Cybersecurity researchers have recently uncovered a new variant of the notorious Android malware family known as FakeCall. This malicious software employs advanced voice phishing techniques to deceive users into revealing sensitive personal information.

In their recent report the researchers explain how FakeCall employs a technique known as vishing (voice phishing), in which fraudulent phone calls or voice messages are used to deceive victims into disclosing sensitive information, such as login credentials, credit card numbers, or banking details.

Vishing is a form of “mishing,” a term that encompasses mobile-targeted phishing techniques, increasingly used by attackers to exploit the unique features of mobile devices, including voice calls, texting (SMS), and cameras. FakeCall is an extremely sophisticated type of vishing that leverages malware along with these fraudulent calls.

Additionally, the report explains that smishing refers to deceptive SMS messages that lure victims into clicking on malicious links or sharing sensitive data.

Quishing exploits mobile cameras to deliver phishing attacks through malicious QR codes. Email-based mobile phishing consists of phishing emails specifically designed to be effective only when accessed through a mobile email client, as noted on the report.

Fernando Ortega, one of the researchers who uncovered this, highlighted the seriousness of this threat in the report. He described FakeCall as “an extremely sophisticated vishing attack” that can take nearly complete control of a mobile device.

This includes intercepting both incoming and outgoing calls, effectively putting the attacker in charge of the user’s communication.

Victims are tricked into calling fraudulent numbers controlled by the attacker. The malware mimics a normal user experience, making it harder for individuals to recognize they are being deceived.

By using accessibility services, similar to other Android banking malware, FakeCall captures information displayed on the screen and requests additional permissions to operate effectively.

The spyware capabilities of FakeCall are alarming. It can collect a wide array of personal data, such as SMS messages, contact lists, locations, and the apps installed on the device. It even has the ability to take photos, record video streams using the device’s cameras, and manage contacts by adding or deleting them.

Additionally, FakeCall can capture audio snippets and upload images, using the MediaProjection API to create a video stream of the device’s activities.

One of the most dangerous features of this new version is its instruction for users to set the malware as the default dialer app. This change allows FakeCall to monitor all incoming and outgoing calls.

By intercepting these calls, the malware can modify dialed numbers, such as those for banking institutions, redirecting victims to numbers controlled by the attacker. This tactic lures users into taking unintended actions, leading to potential financial loss or identity theft.

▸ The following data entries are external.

// ⚖️ Reconciliation Engine - staged candidates vs authoritative store
//
// Every staged candidate lands in exactly one bucket:
//   inserted   no authoritative row with that employee_id (anti-join)
//   updated    authoritative row exists and at least one field differs
//   unchanged  authoritative row exists and every field is equal
//
// Inserted and updated rows are stamped with one change id per run:
//   change_id = max(audit_log.change_id, 0) + 1
//
// Must run inside the batch transaction. reconcile_batch appends the run's
// ledger entry in the same transaction: pr_employees.change_id is a deferred
// foreign key into audit_log, so a commit without it fails.

use crate::audit::{self, AuditEntry};
use crate::db::{AuthoritativeRecord, CandidateRecord};
use crate::error::{ReconcileError, Result};
use crate::staging;
use chrono::{DateTime, Utc};
use rusqlite::{params, Connection};
use serde::{Deserialize, Serialize};

// ============================================================================
// RECONCILIATION RESULT
// ============================================================================

#[derive(Debug, Clone, PartialEq, Eq, Serialize, Deserialize)]
pub struct ReconciliationResult {
    /// Change id shared by every row this run touched
    pub change_id: i64,

    /// Snapshots of the rows as inserted, ordered by employee_id
    pub inserted: Vec<AuthoritativeRecord>,

    /// Snapshots of the rows after overwrite, ordered by employee_id
    pub updated: Vec<AuthoritativeRecord>,

    /// Candidates identical to their authoritative counterpart
    pub unchanged: usize,
}

impl ReconciliationResult {
    /// No row was written
    pub fn is_noop(&self) -> bool {
        self.inserted.is_empty() && self.updated.is_empty()
    }

    /// Candidates seen by this run, across all three buckets
    pub fn candidate_count(&self) -> usize {
        self.inserted.len() + self.updated.len() + self.unchanged
    }

    pub fn audit_entry(
        &self,
        run_start: DateTime<Utc>,
        run_end: DateTime<Utc>,
        source_key: &str,
        batch_sha256: &str,
    ) -> AuditEntry {
        AuditEntry {
            change_id: self.change_id,
            inserted_count: self.inserted.len() as i64,
            updated_count: self.updated.len() as i64,
            run_start,
            run_end,
            source_key: source_key.to_string(),
            batch_sha256: batch_sha256.to_string(),
        }
    }

    pub fn summary(&self) -> String {
        format!(
            "change_id {}: {} inserted, {} updated, {} unchanged",
            self.change_id,
            self.inserted.len(),
            self.updated.len(),
            self.unchanged
        )
    }
}

// ============================================================================
// ENGINE
// ============================================================================

/// Origin of the staged batch, recorded in its ledger entry
#[derive(Debug, Clone)]
pub struct BatchSource<'a> {
    pub key: &'a str,
    pub sha256: &'a str,
    pub run_start: DateTime<Utc>,
}

/// Reconcile the staged batch and append its ledger entry.
pub fn reconcile_batch(conn: &Connection, source: &BatchSource<'_>) -> Result<ReconciliationResult> {
    let result = reconcile(conn)?;
    let entry = result.audit_entry(source.run_start, Utc::now(), source.key, source.sha256);
    audit::record(conn, &entry)?;
    Ok(result)
}

/// Classify the staged batch against the authoritative store and apply the
/// insert-set and update-set.
///
/// Both sets are selected before either write, so the update predicate never
/// sees rows this run just inserted. Each write must affect exactly as many
/// rows as its set holds; anything else is `ReconciliationFailed` and the
/// caller rolls back.
fn reconcile(conn: &Connection) -> Result<ReconciliationResult> {
    let change_id = audit::next_change_id(conn)?;
    let staged = staging::count(conn)? as usize;

    let new_rows = select_new(conn)?;
    let changed_rows = select_changed(conn)?;

    let written = insert_new(conn, change_id)?;
    expect_rows("insert", written, new_rows.len())?;

    let written = update_changed(conn, change_id)?;
    expect_rows("update", written, changed_rows.len())?;

    let touched = new_rows.len() + changed_rows.len();
    let unchanged = staged.checked_sub(touched).ok_or_else(|| {
        ReconcileError::ReconciliationFailed(format!(
            "{} rows touched but only {} staged",
            touched, staged
        ))
    })?;

    Ok(ReconciliationResult {
        change_id,
        inserted: stamp(new_rows, change_id),
        updated: stamp(changed_rows, change_id),
        unchanged,
    })
}

fn stamp(rows: Vec<CandidateRecord>, change_id: i64) -> Vec<AuthoritativeRecord> {
    rows.into_iter()
        .map(|employee| AuthoritativeRecord {
            employee,
            change_id,
        })
        .collect()
}

fn expect_rows(step: &str, written: usize, expected: usize) -> Result<()> {
    if written != expected {
        return Err(ReconcileError::ReconciliationFailed(format!(
            "{} affected {} rows, expected {}",
            step, written, expected
        )));
    }
    Ok(())
}

fn query_candidates(conn: &Connection, sql: &str) -> Result<Vec<CandidateRecord>> {
    let mut stmt = conn.prepare(sql)?;

    let rows = stmt
        .query_map([], |row| {
            Ok(CandidateRecord {
                employee_id: row.get(0)?,
                name: row.get(1)?,
                role: row.get(2)?,
                shift_type: row.get(3)?,
                enter_date: row.get(4)?,
                salary: row.get(5)?,
            })
        })?
        .collect::<std::result::Result<Vec<_>, _>>()?;

    Ok(rows)
}

/// Insert-set: staged rows with no authoritative match
fn select_new(conn: &Connection) -> Result<Vec<CandidateRecord>> {
    query_candidates(
        conn,
        "SELECT s.employee_id, s.employee_name, s.role, s.shift_type, s.enter_date, s.salary
         FROM st_employees s
         LEFT JOIN pr_employees p ON s.employee_id = p.employee_id
         WHERE p.employee_id IS NULL
         ORDER BY s.employee_id",
    )
}

/// Update-set: staged rows whose authoritative match differs in any field
fn select_changed(conn: &Connection) -> Result<Vec<CandidateRecord>> {
    query_candidates(
        conn,
        "SELECT s.employee_id, s.employee_name, s.role, s.shift_type, s.enter_date, s.salary
         FROM st_employees s
         JOIN pr_employees p ON s.employee_id = p.employee_id
         WHERE s.employee_name != p.employee_name
            OR s.role != p.role
            OR s.shift_type != p.shift_type
            OR s.enter_date != p.enter_date
            OR s.salary != p.salary
         ORDER BY s.employee_id",
    )
}

fn insert_new(conn: &Connection, change_id: i64) -> Result<usize> {
    let written = conn.execute(
        "INSERT INTO pr_employees (
            employee_id, employee_name, role, shift_type, enter_date, salary, change_id
         )
         SELECT s.employee_id, s.employee_name, s.role, s.shift_type, s.enter_date, s.salary, ?1
         FROM st_employees s
         LEFT JOIN pr_employees p ON s.employee_id = p.employee_id
         WHERE p.employee_id IS NULL",
        params![change_id],
    )?;
    Ok(written)
}

fn update_changed(conn: &Connection, change_id: i64) -> Result<usize> {
    let written = conn.execute(
        "UPDATE pr_employees
         SET employee_name = s.employee_name,
             role = s.role,
             shift_type = s.shift_type,
             enter_date = s.enter_date,
             salary = s.salary,
             change_id = ?1
         FROM st_employees AS s
         WHERE pr_employees.employee_id = s.employee_id
           AND (s.employee_name != pr_employees.employee_name
                OR s.role != pr_employees.role
                OR s.shift_type != pr_employees.shift_type
                OR s.enter_date != pr_employees.enter_date
                OR s.salary != pr_employees.salary)",
        params![change_id],
    )?;
    Ok(written)
}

Previous iterations of FakeCall prompted users to call their banks from within the malicious app, disguising itself as a financial institution offering enticing loan options. However, this latest version’s capability to modify call information makes it significantly more dangerous, as noted by The Hacker News.

The emergence of FakeCall serves as a warning for mobile users to remain vigilant. With the rise of such sophisticated attacks, individuals must be cautious about unsolicited calls and messages and should verify the identity of anyone requesting personal information.

Cybersecurity experts recommend installing reliable security software on devices and keeping operating systems updated to protect against evolving threats.